Australian musician, composer and conductor (1935–2019)

Geoffrey John Harvey (6 August 1935 – 30 March 2019) was an English-Australian musician, pianist, conductor, musical director and television personality who worked at the Australian Nine Network for 38 years. Known primarily for his appearances on The Mike Walsh Show and Midday, Harvey also composed a number of the theme songs for the network's programs.

==Early life==
Harvey was born on 6 August 1935 in London, England, and lived through the Blitz during the Second World War. He was born into a musical family: his father played the fiddle while his mother was a piano player. Harvey began playing piano and the organ at the age of six and when he was eight he began playing at his local Catholic church. By age 14, he was playing in Westminster Cathedral. His first job was as a saxophonist in a band at the Round Towers Irish Club in Holloway Road, North London as a 15-year-old. After completing his education and national service he began playing in jazz clubs across Europe.

==Nine Network==
Harvey came to Australia in the early 1960s to join EMI Music Australia, producing records for the label with Bryan Davies. He was only due to stay in the country for a year but decided to remain, finding work in the new medium of television. Harvey joined the Nine Network in 1961 working on Bob Rogers' Tonight Show. In 1963, he was appointed the musical director of Tonight with Dave Allen and then worked on The John Laws Show, Tonight Show with Charlie Brill and Mitzi McCall, Bandstand, Barry Crocker's Sound of Music and The Don Lane Show. His most prominent role was as the musical director of The Mike Walsh Show. and its successor Midday During the program's run he employed three bands which were rotated week to week. A firm advocate of live music on television, he often battled with the management of the network. During his time at Nine, he composed the theme songs for A Current Affair, Today, Sunday and The Sullivans, the latter being originally composed for the wedding of his first wife's cousin.

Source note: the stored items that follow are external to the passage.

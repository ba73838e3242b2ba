// path.rs - Name validation and dotted path resolution
//
// A path is a `.`-separated list of child names, e.g. `Body.Arm.Hand`.
// `[self]` stays on the current node and `[parent]` moves up one level.
// Lookups start relative to the calling node; when that fails the node's
// registry gets a chance to resolve the path from its roots.

use crate::error::{HierarchyError, Result};
use crate::scene::{Entity, Hierarchy};

pub const PATH_SEPARATOR: char = '.';
pub const SELF_TOKEN: &str = "[self]";
pub const PARENT_TOKEN: &str = "[parent]";

const SEPARATOR_TOKEN: &str = ".";

pub(crate) fn validate_name(name: &str) -> Result<()> {
    if name.is_empty() {
        return Err(HierarchyError::EmptyName);
    }
    for token in [SEPARATOR_TOKEN, SELF_TOKEN, PARENT_TOKEN] {
        if name.contains(token) {
            return Err(HierarchyError::ReservedName {
                name: name.to_string(),
                token,
            });
        }
    }
    Ok(())
}

impl Hierarchy {
    /// Resolve `path` from `from`, falling back to the registry.
    pub fn find(&self, from: Entity, path: &str) -> Result<Option<Entity>> {
        if let Some(found) = self.resolve_relative(from, path)? {
            return Ok(Some(found));
        }
        let Some(registry) = self.node(from)?.registry else {
            return Ok(None);
        };
        Ok(self.registries[registry.index()].resolve_path(path, self))
    }

    /// Resolve `path` from `from` without consulting the registry.
    pub fn resolve_relative(&self, from: Entity, path: &str) -> Result<Option<Entity>> {
        self.node(from)?;
        if path.is_empty() {
            return Ok(None);
        }
        let mut cursor = from;
        for segment in path.split(PATH_SEPARATOR) {
            let next = match segment {
                SELF_TOKEN => Some(cursor),
                PARENT_TOKEN => self.node(cursor)?.parent,
                "" => None,
                name => self.child_by_name(cursor, name)?,
            };
            match next {
                Some(entity) => cursor = entity,
                None => return Ok(None),
            }
        }
        Ok(Some(cursor))
    }

    /// Names from the topmost ancestor down to `entity`, joined with `.`.
    pub fn path_of(&self, entity: Entity) -> Result<String> {
        let mut names = Vec::new();
        let mut cursor = Some(entity);
        while let Some(current) = cursor {
            let node = self.node(current)?;
            names.push(node.name.as_str());
            cursor = node.parent;
        }
        names.reverse();
        Ok(names.join(SEPARATOR_TOKEN))
    }
}

#[cfg(test)]
mod tests {
    use super::*;
    use crate::scene::SceneIndex;

    fn body() -> (Hierarchy, Entity, Entity, Entity) {
        let mut tree = Hierarchy::new();
        let root = tree.create(Some("Body")).unwrap();
        let arm = tree.create(Some("Arm")).unwrap();
        let hand = tree.create(Some("Hand")).unwrap();
        tree.add_child(root, arm).unwrap();
        tree.add_child(arm, hand).unwrap();
        (tree, root, arm, hand)
    }

    #[test]
    fn reserved_tokens_are_rejected() {
        assert!(validate_name("Arm").is_ok());
        assert!(matches!(validate_name(""), Err(HierarchyError::EmptyName)));
        assert!(matches!(
            validate_name("Left.Arm"),
            Err(HierarchyError::ReservedName { token: ".", .. })
        ));
        assert!(matches!(
            validate_name("my[self]"),
            Err(HierarchyError::ReservedName { token: SELF_TOKEN, .. })
        ));
    }

    #[test]
    fn relative_paths_walk_down_and_up() {
        let (tree, root, arm, hand) = body();
        assert_eq!(tree.find(root, "Arm.Hand").unwrap(), Some(hand));
        assert_eq!(tree.find(hand, "[parent]").unwrap(), Some(arm));
        assert_eq!(tree.find(hand, "[parent].[parent]").unwrap(), Some(root));
        assert_eq!(tree.find(arm, "[self].Hand").unwrap(), Some(hand));
        assert_eq!(tree.find(root, "[parent]").unwrap(), None);
        assert_eq!(tree.find(root, "Arm..Hand").unwrap(), None);
        assert_eq!(tree.find(root, "Leg").unwrap(), None);
    }

    #[test]
    fn registry_resolves_absolute_paths() {
        let (mut tree, root, _, hand) = body();
        let registry = tree.add_registry(SceneIndex::new());
        tree.register_root(registry, root).unwrap();

        assert_eq!(tree.resolve_relative(hand, "Body.Arm").unwrap(), None);
        assert_eq!(tree.find(hand, "Body.Arm.Hand").unwrap(), Some(hand));
    }

    #[test]
    fn path_of_joins_ancestor_names() {
        let (tree, _, _, hand) = body();
        assert_eq!(tree.path_of(hand).unwrap(), "Body.Arm.Hand");
    }

    #[test]
    fn find_scenario_from_root_and_child() {
        let mut tree = Hierarchy::new();
        let r = tree.create(Some("R")).unwrap();
        let a = tree.create(Some("A")).unwrap();
        let b = tree.create(Some("B")).unwrap();
        tree.add_child(r, a).unwrap();
        tree.add_child(a, b).unwrap();

        assert_eq!(tree.find(r, "A.B").unwrap(), Some(b));
        assert_eq!(tree.find(a, "[parent]").unwrap(), Some(r));
        assert!(tree.set_name(a, "A.x").is_err());
        assert_eq!(tree.name(a).unwrap(), "A");
    }
}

From 1984 to 2002, Harvey was also the musical director of Carols by Candlelight in Melbourne at the Sidney Myer Music Bowl before his successor John Foreman took over in 2003.

==Post television career==
Following the cancellation of Midday, Harvey was sacked from Nine after 38 years on 6 May 1999. He appeared briefly on Sydney radio station 2GB alongside Kerri-Anne Kennerley in 2000.

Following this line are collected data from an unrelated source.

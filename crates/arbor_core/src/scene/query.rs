// query.rs - Component and child lookups

use crate::error::Result;
use crate::scene::{ComponentId, ComponentQuery, Entity, EntityId, Hierarchy};
use std::collections::VecDeque;

/// Filters for searches spanning several entities.
#[derive(Debug, Clone, Copy, Default)]
pub struct SearchOptions<'a> {
    /// Only consider entities carrying this tag.
    pub tag: Option<&'a str>,
    /// Leave out the entity the search starts from.
    pub skip_owner: bool,
}

impl<'a> SearchOptions<'a> {
    pub fn new() -> Self {
        Self::default()
    }

    pub fn with_tag(mut self, tag: &'a str) -> Self {
        self.tag = Some(tag);
        self
    }

    pub fn skip_owner(mut self) -> Self {
        self.skip_owner = true;
        self
    }
}

impl Hierarchy {
    // ── Components on one entity ──────────────────────────────────────

    pub fn find_component(&self, entity: Entity, query: ComponentQuery) -> Result<Option<ComponentId>> {
        Ok(self
            .node(entity)?
            .units
            .iter()
            .find(|unit| query.matches(unit))
            .map(|unit| unit.id))
    }

    pub fn find_components(&self, entity: Entity, query: ComponentQuery) -> Result<Vec<ComponentId>> {
        Ok(self
            .node(entity)?
            .units
            .iter()
            .filter(|unit| query.matches(unit))
            .map(|unit| unit.id)
            .collect())
    }

    fn collect_matches(
        &self,
        entity: Entity,
        query: ComponentQuery,
        options: &SearchOptions<'_>,
        out: &mut Vec<(Entity, ComponentId)>,
    ) -> Result<()> {
        let node = self.node(entity)?;
        if options.tag.is_some() && node.tag.as_deref() != options.tag {
            return Ok(());
        }
        out.extend(
            node.units
                .iter()
                .filter(|unit| query.matches(unit))
                .map(|unit| (entity, unit.id)),
        );
        Ok(())
    }

    // ── Components across the tree ────────────────────────────────────

    /// Matching components on `entity` and its descendants, breadth-first.
    pub fn find_components_in_children(
        &self,
        entity: Entity,
        query: ComponentQuery,
        options: &SearchOptions<'_>,
    ) -> Result<Vec<(Entity, ComponentId)>> {
        let mut found = Vec::new();
        let mut queue = VecDeque::from([entity]);
        while let Some(current) = queue.pop_front() {
            if !(options.skip_owner && current == entity) {
                self.collect_matches(current, query, options, &mut found)?;
            }
            queue.extend(self.node(current)?.children.iter().copied());
        }
        Ok(found)
    }

    pub fn find_component_in_children(
        &self,
        entity: Entity,
        query: ComponentQuery,
        options: &SearchOptions<'_>,
    ) -> Result<Option<(Entity, ComponentId)>> {
        let mut queue = VecDeque::from([entity]);
        let mut found = Vec::new();
        while let Some(current) = queue.pop_front() {
            if !(options.skip_owner && current == entity) {
                self.collect_matches(current, query, options, &mut found)?;
                if let Some(first) = found.first() {
                    return Ok(Some(*first));
                }
            }
            queue.extend(self.node(current)?.children.iter().copied());
        }
        Ok(None)
    }

    /// Matching components on `entity` and its ancestors, nearest first.
    pub fn find_components_in_parents(
        &self,
        entity: Entity,
        query: ComponentQuery,
        options: &SearchOptions<'_>,
    ) -> Result<Vec<(Entity, ComponentId)>> {
        let mut found = Vec::new();
        let mut cursor = if options.skip_owner {
            self.node(entity)?.parent
        } else {
            Some(entity)
        };
        while let Some(current) = cursor {
            self.collect_matches(current, query, options, &mut found)?;
            cursor = self.node(current)?.parent;
        }
        Ok(found)
    }

    pub fn find_component_in_parents(
        &self,
        entity: Entity,
        query: ComponentQuery,
        options: &SearchOptions<'_>,
    ) -> Result<Option<(Entity, ComponentId)>> {
        Ok(self
            .find_components_in_parents(entity, query, options)?
            .into_iter()
            .next())
    }

    // ── Children ──────────────────────────────────────────────────────

    /// Direct child by id.
    pub fn child_by_id(&self, parent: Entity, id: EntityId) -> Result<Option<Entity>> {
        Ok(self.node(parent)?.child_ids.get(&id).copied())
    }

    /// Direct child by name.
    pub fn child_by_name(&self, parent: Entity, name: &str) -> Result<Option<Entity>> {
        let parent = self.node(parent)?;
        for child in &parent.children {
            if self.node(*child)?.name == name {
                return Ok(Some(*child));
            }
        }
        Ok(None)
    }

    /// Child by name; with `recursive`, the shallowest match in the subtree.
    pub fn find_child(&self, parent: Entity, name: &str, recursive: bool) -> Result<Option<Entity>> {
        if !recursive {
            return self.child_by_name(parent, name);
        }
        let mut queue: VecDeque<Entity> = self.node(parent)?.children.iter().copied().collect();
        while let Some(current) = queue.pop_front() {
            let node = self.node(current)?;
            if node.name == name {
                return Ok(Some(current));
            }
            queue.extend(node.children.iter().copied());
        }
        Ok(None)
    }

    /// Children (or, with `recursive`, descendants) carrying `tag`.
    pub fn find_children_with_tag(
        &self,
        parent: Entity,
        tag: &str,
        recursive: bool,
    ) -> Result<Vec<Entity>> {
        let mut found = Vec::new();
        let mut queue: VecDeque<Entity> = self.node(parent)?.children.iter().copied().collect();
        while let Some(current) = queue.pop_front() {
            let node = self.node(current)?;
            if node.tag.as_deref() == Some(tag) {
                found.push(current);
            }
            if recursive {
                queue.extend(node.children.iter().copied());
            }
        }
        Ok(found)
    }

    /// First descendant (breadth-first) with a component matching `query`.
    pub fn find_child_with_component(
        &self,
        parent: Entity,
        query: ComponentQuery,
        options: &SearchOptions<'_>,
    ) -> Result<Option<Entity>> {
        let options = SearchOptions {
            skip_owner: true,
            ..*options
        };
        Ok(self
            .find_component_in_children(parent, query, &options)?
            .map(|(entity, _)| entity))
    }

    /// Every descendant of `entity` in pre-order, excluding `entity`.
    pub fn descendants(&self, entity: Entity) -> Result<Vec<Entity>> {
        let mut out = Vec::new();
        let mut stack: Vec<Entity> = self.node(entity)?.children.iter().rev().copied().collect();
        while let Some(current) = stack.pop() {
            out.push(current);
            stack.extend(self.node(current)?.children.iter().rev());
        }
        Ok(out)
    }
}

#[cfg(test)]
mod tests {
    use super::*;
    use crate::scene::{Component, Kind};

    trait Interactable {}

    struct Door;
    impl Component for Door {
        fn provides(&self, kind: &Kind) -> bool {
            kind.is::<dyn Interactable>()
        }
    }

    struct Lever;
    impl Component for Lever {
        fn provides(&self, kind: &Kind) -> bool {
            kind.is::<dyn Interactable>()
        }
    }

    struct Health;
    impl Component for Health {}

    /// House -> (Hall -> (Door), Cellar -> (Lever)), House has Health.
    fn house() -> (Hierarchy, [Entity; 4]) {
        let mut tree = Hierarchy::new();
        let house = tree.create(Some("House")).unwrap();
        let hall = tree.create(Some("Hall")).unwrap();
        let cellar = tree.create(Some("Cellar")).unwrap();
        let door = tree.create(Some("Door")).unwrap();
        tree.add_child(house, hall).unwrap();
        tree.add_child(house, cellar).unwrap();
        tree.add_child(hall, door).unwrap();
        tree.add(house, Health).unwrap();
        tree.add(door, Door).unwrap();
        tree.add(cellar, Lever).unwrap();
        tree.set_tag(cellar, Some("dark")).unwrap();
        (tree, [house, hall, cellar, door])
    }

    #[test]
    fn kind_queries_search_breadth_first() {
        let (tree, [house, _, cellar, door]) = house();
        let found = tree
            .find_components_in_children(
                house,
                ComponentQuery::kind::<dyn Interactable>(),
                &SearchOptions::new(),
            )
            .unwrap();
        let owners: Vec<Entity> = found.iter().map(|(entity, _)| *entity).collect();
        assert_eq!(owners, vec![cellar, door]);

        let exact = tree
            .find_components_in_children(house, ComponentQuery::exact::<Door>(), &SearchOptions::new())
            .unwrap();
        assert_eq!(exact.len(), 1);
        assert_eq!(exact[0].0, door);
    }

    #[test]
    fn tag_filter_and_skip_owner_narrow_search() {
        let (tree, [house, _, cellar, _]) = house();
        let tagged = tree
            .find_components_in_children(
                house,
                ComponentQuery::kind::<dyn Interactable>(),
                &SearchOptions::new().with_tag("dark"),
            )
            .unwrap();
        assert_eq!(tagged.len(), 1);
        assert_eq!(tagged[0].0, cellar);

        let health = ComponentQuery::exact::<Health>();
        assert!(tree
            .find_component_in_children(house, health, &SearchOptions::new().skip_owner())
            .unwrap()
            .is_none());
        assert!(tree
            .find_component_in_children(house, health, &SearchOptions::new())
            .unwrap()
            .is_some());
    }

    #[test]
    fn parent_search_walks_up_to_root() {
        let (tree, [house, _, _, door]) = house();
        let found = tree
            .find_component_in_parents(door, ComponentQuery::exact::<Health>(), &SearchOptions::new())
            .unwrap();
        assert_eq!(found.map(|(entity, _)| entity), Some(house));

        let own = tree
            .find_component_in_parents(
                door,
                ComponentQuery::exact::<Door>(),
                &SearchOptions::new().skip_owner(),
            )
            .unwrap();
        assert!(own.is_none());
    }

    #[test]
    fn child_lookups_by_name_and_tag() {
        let (tree, [house, hall, cellar, door]) = house();
        assert_eq!(tree.find_child(house, "Door", false).unwrap(), None);
        assert_eq!(tree.find_child(house, "Door", true).unwrap(), Some(door));
        assert_eq!(tree.find_child(house, "Hall", false).unwrap(), Some(hall));
        assert_eq!(tree.find_children_with_tag(house, "dark", false).unwrap(), vec![cellar]);
        assert_eq!(
            tree.find_child_with_component(house, ComponentQuery::exact::<Door>(), &SearchOptions::new())
                .unwrap(),
            Some(door)
        );
        assert_eq!(tree.descendants(house).unwrap(), vec![hall, door, cellar]);
    }
}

In 1998, Harvey was appointed as the joint patron of the Mo Awards alongside Tommy Tycho who had been sole patron since 1981. They both continued in this role until 2005, with Harvey also serving as chairman in 1998 and from 2000 to 2002.

Harvey returned to studying in 2002, receiving his Associate in Music, Australia in organ in 2004 from the Australian Music Examinations Board and four years later his licentiate from Trinity College London. In October 2008, Harvey donated to the National Library of Australia his collection of 5,000 original arrangements and in 2011, he began teaching music in his studio at home.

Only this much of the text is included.